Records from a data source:
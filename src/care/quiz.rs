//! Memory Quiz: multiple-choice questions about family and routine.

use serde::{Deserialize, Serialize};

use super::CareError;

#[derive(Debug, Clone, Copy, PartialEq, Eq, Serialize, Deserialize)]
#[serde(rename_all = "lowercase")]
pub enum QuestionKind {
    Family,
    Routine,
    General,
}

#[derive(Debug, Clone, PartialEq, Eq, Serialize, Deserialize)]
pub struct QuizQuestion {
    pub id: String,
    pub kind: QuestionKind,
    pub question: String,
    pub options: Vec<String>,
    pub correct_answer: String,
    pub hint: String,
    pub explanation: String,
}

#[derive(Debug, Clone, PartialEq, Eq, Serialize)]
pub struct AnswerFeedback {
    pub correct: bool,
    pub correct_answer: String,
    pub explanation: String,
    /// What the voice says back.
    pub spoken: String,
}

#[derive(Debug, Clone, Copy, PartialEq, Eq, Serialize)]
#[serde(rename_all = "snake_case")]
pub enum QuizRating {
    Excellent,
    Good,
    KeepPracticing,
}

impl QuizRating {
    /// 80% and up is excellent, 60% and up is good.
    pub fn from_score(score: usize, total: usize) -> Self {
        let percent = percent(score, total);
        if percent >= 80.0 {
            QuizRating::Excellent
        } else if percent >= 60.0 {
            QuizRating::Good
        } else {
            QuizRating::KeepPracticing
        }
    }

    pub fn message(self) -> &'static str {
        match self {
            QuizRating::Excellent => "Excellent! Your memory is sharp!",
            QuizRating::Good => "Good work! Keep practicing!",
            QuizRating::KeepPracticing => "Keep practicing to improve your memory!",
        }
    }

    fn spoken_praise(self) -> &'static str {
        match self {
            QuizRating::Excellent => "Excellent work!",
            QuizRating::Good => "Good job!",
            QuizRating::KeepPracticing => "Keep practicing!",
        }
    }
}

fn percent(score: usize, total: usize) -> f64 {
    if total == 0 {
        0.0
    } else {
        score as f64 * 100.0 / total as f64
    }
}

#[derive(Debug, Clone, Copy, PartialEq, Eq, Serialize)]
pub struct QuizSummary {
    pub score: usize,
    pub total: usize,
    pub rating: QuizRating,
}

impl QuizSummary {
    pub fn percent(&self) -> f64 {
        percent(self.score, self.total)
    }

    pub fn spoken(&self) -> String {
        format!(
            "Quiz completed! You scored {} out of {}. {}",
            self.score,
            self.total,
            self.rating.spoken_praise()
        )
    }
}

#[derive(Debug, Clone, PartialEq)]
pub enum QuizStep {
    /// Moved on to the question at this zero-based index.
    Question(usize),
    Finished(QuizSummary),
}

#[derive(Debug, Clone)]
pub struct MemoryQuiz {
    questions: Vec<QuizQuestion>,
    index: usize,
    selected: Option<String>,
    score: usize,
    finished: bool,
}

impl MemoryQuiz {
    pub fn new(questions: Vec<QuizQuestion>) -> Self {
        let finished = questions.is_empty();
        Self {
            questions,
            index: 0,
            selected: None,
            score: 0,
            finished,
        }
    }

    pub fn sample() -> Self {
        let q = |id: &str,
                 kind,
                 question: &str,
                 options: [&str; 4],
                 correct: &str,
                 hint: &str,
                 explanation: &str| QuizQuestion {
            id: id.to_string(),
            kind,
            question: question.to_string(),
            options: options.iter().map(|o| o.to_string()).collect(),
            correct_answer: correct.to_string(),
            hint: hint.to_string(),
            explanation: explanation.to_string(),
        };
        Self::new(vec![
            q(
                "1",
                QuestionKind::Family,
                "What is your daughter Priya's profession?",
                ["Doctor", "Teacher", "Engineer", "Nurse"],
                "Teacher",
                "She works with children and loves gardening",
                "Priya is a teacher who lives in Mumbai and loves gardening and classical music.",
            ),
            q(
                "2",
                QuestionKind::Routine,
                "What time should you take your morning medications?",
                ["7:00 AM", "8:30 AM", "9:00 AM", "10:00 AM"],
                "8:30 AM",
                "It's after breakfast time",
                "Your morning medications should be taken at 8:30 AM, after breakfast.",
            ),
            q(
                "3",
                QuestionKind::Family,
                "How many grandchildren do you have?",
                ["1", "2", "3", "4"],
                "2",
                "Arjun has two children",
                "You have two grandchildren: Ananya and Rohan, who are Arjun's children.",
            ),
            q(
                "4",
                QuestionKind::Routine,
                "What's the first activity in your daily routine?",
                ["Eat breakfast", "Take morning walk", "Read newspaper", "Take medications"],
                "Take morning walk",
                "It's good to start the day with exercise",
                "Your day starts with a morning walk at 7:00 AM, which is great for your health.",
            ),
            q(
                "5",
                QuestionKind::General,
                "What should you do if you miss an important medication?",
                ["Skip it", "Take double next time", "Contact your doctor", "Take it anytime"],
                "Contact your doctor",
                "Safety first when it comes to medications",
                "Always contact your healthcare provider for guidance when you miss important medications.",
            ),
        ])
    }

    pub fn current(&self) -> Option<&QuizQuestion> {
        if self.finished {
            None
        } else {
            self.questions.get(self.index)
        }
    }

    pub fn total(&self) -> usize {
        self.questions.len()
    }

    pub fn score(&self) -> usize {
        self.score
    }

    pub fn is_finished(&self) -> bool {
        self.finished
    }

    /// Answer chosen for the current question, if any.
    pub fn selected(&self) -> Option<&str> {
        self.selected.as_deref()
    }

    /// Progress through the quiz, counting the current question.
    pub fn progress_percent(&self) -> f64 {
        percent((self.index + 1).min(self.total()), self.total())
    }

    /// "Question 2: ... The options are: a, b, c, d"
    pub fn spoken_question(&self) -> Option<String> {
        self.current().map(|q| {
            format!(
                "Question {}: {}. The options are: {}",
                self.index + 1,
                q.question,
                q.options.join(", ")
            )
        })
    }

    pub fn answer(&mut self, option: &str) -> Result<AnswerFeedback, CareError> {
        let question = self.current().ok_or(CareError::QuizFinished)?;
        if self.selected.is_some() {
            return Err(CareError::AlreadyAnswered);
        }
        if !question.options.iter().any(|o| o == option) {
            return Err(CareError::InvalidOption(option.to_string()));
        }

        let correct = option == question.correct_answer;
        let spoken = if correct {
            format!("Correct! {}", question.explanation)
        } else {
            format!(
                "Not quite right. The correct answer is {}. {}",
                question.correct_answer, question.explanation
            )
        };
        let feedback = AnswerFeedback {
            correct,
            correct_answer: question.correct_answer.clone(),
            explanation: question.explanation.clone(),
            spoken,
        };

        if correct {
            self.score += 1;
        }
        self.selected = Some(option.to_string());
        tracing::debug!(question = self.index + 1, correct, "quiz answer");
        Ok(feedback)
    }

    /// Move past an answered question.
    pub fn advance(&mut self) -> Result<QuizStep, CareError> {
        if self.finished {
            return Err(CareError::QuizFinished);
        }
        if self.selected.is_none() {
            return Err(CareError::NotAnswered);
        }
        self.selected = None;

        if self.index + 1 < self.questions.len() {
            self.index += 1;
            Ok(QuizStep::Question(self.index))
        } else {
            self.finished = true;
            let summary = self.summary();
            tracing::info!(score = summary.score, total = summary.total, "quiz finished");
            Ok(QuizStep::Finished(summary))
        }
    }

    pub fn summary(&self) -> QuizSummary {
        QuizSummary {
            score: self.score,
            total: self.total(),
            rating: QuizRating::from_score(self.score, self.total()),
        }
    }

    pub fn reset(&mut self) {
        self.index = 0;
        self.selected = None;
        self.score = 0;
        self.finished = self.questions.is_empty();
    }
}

Task prompt → All entries above are to be repeated verbatim, down to the last line.

Exercise response →
filename src/care/quiz.rs
//! Memory Quiz: multiple-choice questions about family and routine.

use serde::{Deserialize, Serialize};

use super::CareError;

#[derive(Debug, Clone, Copy, PartialEq, Eq, Serialize, Deserialize)]
#[serde(rename_all = "lowercase")]
pub enum QuestionKind {
    Family,
    Routine,
    General,
}

#[derive(Debug, Clone, PartialEq, Eq, Serialize, Deserialize)]
pub struct QuizQuestion {
    pub id: String,
    pub kind: QuestionKind,
    pub question: String,
    pub options: Vec<String>,
    pub correct_answer: String,
    pub hint: String,
    pub explanation: String,
}

#[derive(Debug, Clone, PartialEq, Eq, Serialize)]
pub struct AnswerFeedback {
    pub correct: bool,
    pub correct_answer: String,
    pub explanation: String,
    /// What the voice says back.
    pub spoken: String,
}

#[derive(Debug, Clone, Copy, PartialEq, Eq, Serialize)]
#[serde(rename_all = "snake_case")]
pub enum QuizRating {
    Excellent,
    Good,
    KeepPracticing,
}

impl QuizRating {
    /// 80% and up is excellent, 60% and up is good.
    pub fn from_score(score: usize, total: usize) -> Self {
        let percent = percent(score, total);
        if percent >= 80.0 {
            QuizRating::Excellent
        } else if percent >= 60.0 {
            QuizRating::Good
        } else {
            QuizRating::KeepPracticing
        }
    }

    pub fn message(self) -> &'static str {
        match self {
            QuizRating::Excellent => "Excellent! Your memory is sharp!",
            QuizRating::Good => "Good work! Keep practicing!",
            QuizRating::KeepPracticing => "Keep practicing to improve your memory!",
        }
    }

    fn spoken_praise(self) -> &'static str {
        match self {
            QuizRating::Excellent => "Excellent work!",
            QuizRating::Good => "Good job!",
            QuizRating::KeepPracticing => "Keep practicing!",
        }
    }
}

fn percent(score: usize, total: usize) -> f64 {
    if total == 0 {
        0.0
    } else {
        score as f64 * 100.0 / total as f64
    }
}

#[derive(Debug, Clone, Copy, PartialEq, Eq, Serialize)]
pub struct QuizSummary {
    pub score: usize,
    pub total: usize,
    pub rating: QuizRating,
}

impl QuizSummary {
    pub fn percent(&self) -> f64 {
        percent(self.score, self.total)
    }

    pub fn spoken(&self) -> String {
        format!(
            "Quiz completed! You scored {} out of {}. {}",
            self.score,
            self.total,
            self.rating.spoken_praise()
        )
    }
}

#[derive(Debug, Clone, PartialEq)]
pub enum QuizStep {
    /// Moved on to the question at this zero-based index.
    Question(usize),
    Finished(QuizSummary),
}

#[derive(Debug, Clone)]
pub struct MemoryQuiz {
    questions: Vec<QuizQuestion>,
    index: usize,
    selected: Option<String>,
    score: usize,
    finished: bool,
}

impl MemoryQuiz {
    pub fn new(questions: Vec<QuizQuestion>) -> Self {
        let finished = questions.is_empty();
        Self {
            questions,
            index: 0,
            selected: None,
            score: 0,
            finished,
        }
    }

    pub fn sample() -> Self {
        let q = |id: &str,
                 kind,
                 question: &str,
                 options: [&str; 4],
                 correct: &str,
                 hint: &str,
                 explanation: &str| QuizQuestion {
            id: id.to_string(),
            kind,
            question: question.to_string(),
            options: options.iter().map(|o| o.to_string()).collect(),
            correct_answer: correct.to_string(),
            hint: hint.to_string(),
            explanation: explanation.to_string(),
        };
        Self::new(vec![
            q(
                "1",
                QuestionKind::Family,
                "What is your daughter Priya's profession?",
                ["Doctor", "Teacher", "Engineer", "Nurse"],
                "Teacher",
                "She works with children and loves gardening",
                "Priya is a teacher who lives in Mumbai and loves gardening and classical music.",
            ),
            q(
                "2",
                QuestionKind::Routine,
                "What time should you take your morning medications?",
                ["7:00 AM", "8:30 AM", "9:00 AM", "10:00 AM"],
                "8:30 AM",
                "It's after breakfast time",
                "Your morning medications should be taken at 8:30 AM, after breakfast.",
            ),
            q(
                "3",
                QuestionKind::Family,
                "How many grandchildren do you have?",
                ["1", "2", "3", "4"],
                "2",
                "Arjun has two children",
                "You have two grandchildren: Ananya and Rohan, who are Arjun's children.",
            ),
            q(
                "4",
                QuestionKind::Routine,
                "What's the first activity in your daily routine?",
                ["Eat breakfast", "Take morning walk", "Read newspaper", "Take medications"],
                "Take morning walk",
                "It's good to start the day with exercise",
                "Your day starts with a morning walk at 7:00 AM, which is great for your health.",
            ),
            q(
                "5",
                QuestionKind::General,
                "What should you do if you miss an important medication?",
                ["Skip it", "Take double next time", "Contact your doctor", "Take it anytime"],
                "Contact your doctor",
                "Safety first when it comes to medications",
                "Always contact your healthcare provider for guidance when you miss important medications.",
            ),
        ])
    }

    pub fn current(&self) -> Option<&QuizQuestion> {
        if self.finished {
            None
        } else {
            self.questions.get(self.index)
        }
    }

    pub fn total(&self) -> usize {
        self.questions.len()
    }

    pub fn score(&self) -> usize {
        self.score
    }

    pub fn is_finished(&self) -> bool {
        self.finished
    }

    /// Answer chosen for the current question, if any.
    pub fn selected(&self) -> Option<&str> {
        self.selected.as_deref()
    }

    /// Progress through the quiz, counting the current question.
    pub fn progress_percent(&self) -> f64 {
        percent((self.index + 1).min(self.total()), self.total())
    }

    /// "Question 2: ... The options are: a, b, c, d"
    pub fn spoken_question(&self) -> Option<String> {
        self.current().map(|q| {
            format!(
                "Question {}: {}. The options are: {}",
                self.index + 1,
                q.question,
                q.options.join(", ")
            )
        })
    }

    pub fn answer(&mut self, option: &str) -> Result<AnswerFeedback, CareError> {
        let question = self.current().ok_or(CareError::QuizFinished)?;
        if self.selected.is_some() {
            return Err(CareError::AlreadyAnswered);
        }
        if !question.options.iter().any(|o| o == option) {
            return Err(CareError::InvalidOption(option.to_string()));
        }

        let correct = option == question.correct_answer;
        let spoken = if correct {
            format!("Correct! {}", question.explanation)
        } else {
            format!(
                "Not quite right. The correct answer is {}. {}",
                question.correct_answer, question.explanation
            )
        };
        let feedback = AnswerFeedback {
            correct,
            correct_answer: question.correct_answer.clone(),
            explanation: question.explanation.clone(),
            spoken,
        };

        if correct {
            self.score += 1;
        }
        self.selected = Some(option.to_string());
        tracing::debug!(question = self.index + 1, correct, "quiz answer");
        Ok(feedback)
    }

    /// Move past an answered question.
    pub fn advance(&mut self) -> Result<QuizStep, CareError> {
        if self.finished {
            return Err(CareError::QuizFinished);
        }
        if self.selected.is_none() {
            return Err(CareError::NotAnswered);
        }
        self.selected = None;

        if self.index + 1 < self.questions.len() {
            self.index += 1;
            Ok(QuizStep::Question(self.index))
        } else {
            self.finished = true;
            let summary = self.summary();
            tracing::info!(score = summary.score, total = summary.total, "quiz finished");
            Ok(QuizStep::Finished(summary))
        }
    }

    pub fn summary(&self) -> QuizSummary {
        QuizSummary {
            score: self.score,
            total: self.total(),
            rating: QuizRating::from_score(self.score, self.total()),
        }
    }

    pub fn reset(&mut self) {
        self.index = 0;
        self.selected = None;
        self.score = 0;
        self.finished = self.questions.is_empty();
    }
}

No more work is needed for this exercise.